_Problem details_
Where the string "stdin" occurs in the material below, report the whole line.
(Data begins)
/// Decode one newline-delimited JSON-RPC message
pub fn parse_frame(bytes: &[u8]) -> Frame {
    let value: Value = match serde_json::from_slice(bytes) {
        Ok(value) => value,
        Err(e) => {
            return Frame::Invalid(JsonRpcResponse::error(
                None,
                JsonRpcError::parse_error(e.to_string()),
            ))
        }
    };

    let Some(object) = value.as_object() else {
        let detail = if value.is_array() {
            "batch requests are not supported"
        } else {
            "expected a JSON object"
        };
        return Frame::Invalid(JsonRpcResponse::error(None, JsonRpcError::invalid_request(detail)));
    };

    if !object.contains_key("method")
        && (object.contains_key("result") || object.contains_key("error"))
    {
        return Frame::Response;
    }

    // Echo the id back when it is usable, even if the rest is not
    let id = object
        .get("id")
        .and_then(|id| serde_json::from_value::<RequestId>(id.clone()).ok());

    let request: JsonRpcRequest = match serde_json::from_value(value) {
        Ok(request) => request,
        Err(e) => {
            return Frame::Invalid(JsonRpcResponse::error(
                id,
                JsonRpcError::invalid_request(e.to_string()),
            ))
        }
    };

    if request.jsonrpc != "2.0" {
        return Frame::Invalid(JsonRpcResponse::error(
            id,
            JsonRpcError::invalid_request("jsonrpc must be \"2.0\""),
        ));
    }

    if request.is_notification() {
        Frame::Notification(request)
    } else {
        Frame::Request(request)
    }
}

/// MCP server over the shared dispatcher
pub struct McpServer {
    dispatcher: Arc<Dispatcher>,
}

impl McpServer {
    pub fn new(dispatcher: Arc<Dispatcher>) -> Self {
        Self { dispatcher }
    }

    pub fn dispatcher(&self) -> &Dispatcher {
        &self.dispatcher
    }

    /// Handle a JSON-RPC request and return a response
    pub async fn handle_request(&self, request: JsonRpcRequest) -> JsonRpcResponse {
        let id = request.id.clone();

        match request.method.as_str() {
            "initialize" => self.handle_initialize(id, request.params),
            "ping" => JsonRpcResponse::success(id, json!({})),
            "tools/list" => JsonRpcResponse::from_serializable(
                id,
                ListToolsResult {
                    tools: self.dispatcher.registry().list_schemas(),
                },
            ),
            "tools/call" => match id {
                Some(id) => {
                    adapter::handle(&JsonRpcAdapter, &self.dispatcher, (id, request.params)).await
                }
                None => JsonRpcResponse::error(None, JsonRpcError::invalid_request("missing id")),
            },
            "prompts/list" => JsonRpcResponse::from_serializable(id, prompts::list_prompts()),
            "prompts/get" => self.handle_prompts_get(id, request.params),
            method => JsonRpcResponse::error(id, JsonRpcError::method_not_found(method)),
        }
    }

    fn handle_initialize(&self, id: Option<RequestId>, params: Option<Value>) -> JsonRpcResponse {
        if let Some(params) = params {
            match serde_json::from_value::<InitializeParams>(params) {
                Ok(params) => {
                    let client = params
                        .client_info
                        .map(|c| format!("{} {}", c.name, c.version))
                        .unwrap_or_else(|| "unknown client".to_string());
                    info!(client = %client, protocol = %params.protocol_version, "Client initializing");
                }
                Err(e) => {
                    return JsonRpcResponse::error(
                        id,
                        JsonRpcError::invalid_params(format!("Invalid params: {}", e)),
                    )
                }
            }
        }

        JsonRpcResponse::from_serializable(
            id,
            InitializeResult {
                protocol_version: PROTOCOL_VERSION.to_string(),
                capabilities: ServerCapabilities {
                    tools: Some(ToolsCapability {
                        list_changed: false,
                    }),
                    prompts: Some(PromptsCapability {
                        list_changed: false,
                    }),
                },
                server_info: ServerInfo {
                    name: SERVER_NAME.to_string(),
                    version: env!("CARGO_PKG_VERSION").to_string(),
                },
                instructions: Some(INSTRUCTIONS.to_string()),
            },
        )
    }

    fn handle_prompts_get(&self, id: Option<RequestId>, params: Option<Value>) -> JsonRpcResponse {
        let params = match params.map(serde_json::from_value::<GetPromptParams>) {
            Some(Ok(params)) => params,
            Some(Err(e)) => {
                return JsonRpcResponse::error(
                    id,
                    JsonRpcError::invalid_params(format!("Invalid params: {}", e)),
                )
            }
            None => return JsonRpcResponse::error(id, JsonRpcError::invalid_params("Missing params")),
        };

        match prompts::get_prompt(&params) {
            Ok(result) => JsonRpcResponse::from_serializable(id, result),
            Err(error) => JsonRpcResponse::error(id, error),
        }
    }

    /// Notifications never get a response; cancellation aborts the matching call
    fn handle_notification(
        &self,
        notification: &JsonRpcRequest,
        in_flight: &mut HashMap<RequestId, AbortHandle>,
    ) {
        match notification.method.as_str() {
            "notifications/initialized" => debug!("Client initialized"),
            "notifications/cancelled" => {
                let params = notification
                    .params
                    .clone()
                    .and_then(|p| serde_json::from_value::<CancelledParams>(p).ok());
                let Some(params) = params else {
                    warn!("Ignoring malformed cancellation");
                    return;
                };

                match in_flight.remove(&params.request_id) {
                    Some(handle) => {
                        handle.abort();
                        info!(id = %params.request_id, reason = ?params.reason, "Request cancelled");
                    }
                    None => debug!(id = %params.request_id, "Cancellation for unknown or finished request"),
                }
            }
            other => debug!(method = other, "Ignoring notification"),
        }
    }

    /// Serve over the process's stdin and stdout until EOF or shutdown
    pub async fn start(self: Arc<Self>, shutdown: CancellationToken) -> Result<()> {
        self.serve(tokio::io::stdin(), tokio::io::stdout(), shutdown)
            .await
            .map(|_| ())
    }

    /// Main loop: read newline-delimited frames, dispatch each request as its
    /// own task and write responses as they complete.
    ///
    /// A bad frame produces one error response and reading resumes with the
    /// next line. On EOF in-flight calls are drained; on shutdown they are
    /// aborted. Returns the writer once every response is flushed.
    pub async fn serve<R, W>(
        self: Arc<Self>,
        reader: R,
        writer: W,
        shutdown: CancellationToken,
    ) -> Result<W>
    where
        R: AsyncRead + Unpin,
        W: AsyncWrite + Unpin + Send + 'static,
    {
        let (tx, rx) = mpsc::unbounded_channel::<JsonRpcResponse>();
        let writer_task = tokio::spawn(write_responses(writer, rx));

        let mut reader = BufReader::new(reader);
        let mut line = Vec::new();
        let mut tasks: JoinSet<RequestId> = JoinSet::new();
        let mut in_flight: HashMap<RequestId, AbortHandle> = HashMap::new();

        info!("MCP server started on stdio, waiting for requests");

        loop {
            let read = tokio::select! {
                _ = shutdown.cancelled() => {
                    info!("Shutdown requested, aborting {} in-flight request(s)", tasks.len());
                    tasks.shutdown().await;
                    break;
                }
                Some(joined) = tasks.join_next() => {
                    if let Ok(id) = joined {
                        if in_flight.get(&id).is_some_and(AbortHandle::is_finished) {
                            in_flight.remove(&id);
                        }
                    }
                    continue;
                }
                // Partial reads stay in `line` if another branch wins
                read = reader.read_until(b'\n', &mut line) => read?,
            };

            let eof = read == 0;
            if !line.iter().all(u8::is_ascii_whitespace) {
                let frame = parse_frame(&line);
                if !Self::process_frame(&self, frame, &tx, &mut tasks, &mut in_flight) {
                    break;
                }
            }
            line.clear();

            if eof {
                debug!("EOF received, draining {} in-flight request(s)", tasks.len());
                while tasks.join_next().await.is_some() {}
                break;
            }
        }

        drop(tx);
        let writer = writer_task.await??;
        info!("MCP server stopped");
        Ok(writer)
    }

    /// Act on one decoded frame. Returns false once the writer is gone.
    fn process_frame(
        server: &Arc<Self>,
        frame: Frame,
        tx: &mpsc::UnboundedSender<JsonRpcResponse>,
        tasks: &mut JoinSet<RequestId>,
        in_flight: &mut HashMap<RequestId, AbortHandle>,
    ) -> bool {
        match frame {
            Frame::Invalid(response) => {
                warn!("Rejected malformed frame");
                return tx.send(response).is_ok();
            }
            Frame::Response => debug!("Ignoring response frame"),
            Frame::Notification(notification) => {
                server.handle_notification(&notification, in_flight);
            }
            Frame::Request(request) => {
                let Some(id) = request.id.clone() else {
                    return true;
                };
                debug!(id = %id, method = %request.method, "<- request");

                if in_flight.get(&id).is_some_and(|handle| !handle.is_finished()) {
                    warn!(id = %id, "Rejected request reusing an in-flight id");
                    let error = JsonRpcError::invalid_request(format!(
                        "request id {} is already in flight",
                        id
                    ));
                    return tx.send(JsonRpcResponse::error(Some(id), error)).is_ok();
                }

                let server = Arc::clone(server);
                let tx = tx.clone();
                let task_id = id.clone();
                let handle = tasks.spawn(async move {
                    let response = server.handle_request(request).await;
                    if tx.send(response).is_err() {
                        warn!(id = %task_id, "Response dropped, writer closed");
                    }
                    task_id
                });
                in_flight.insert(id, handle);
            }
        }
        true
    }
}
(Data ends)
_Task response_
    /// Serve over the process's stdin and stdout until EOF or shutdown
        self.serve(tokio::io::stdin(), tokio::io::stdout(), shutdown)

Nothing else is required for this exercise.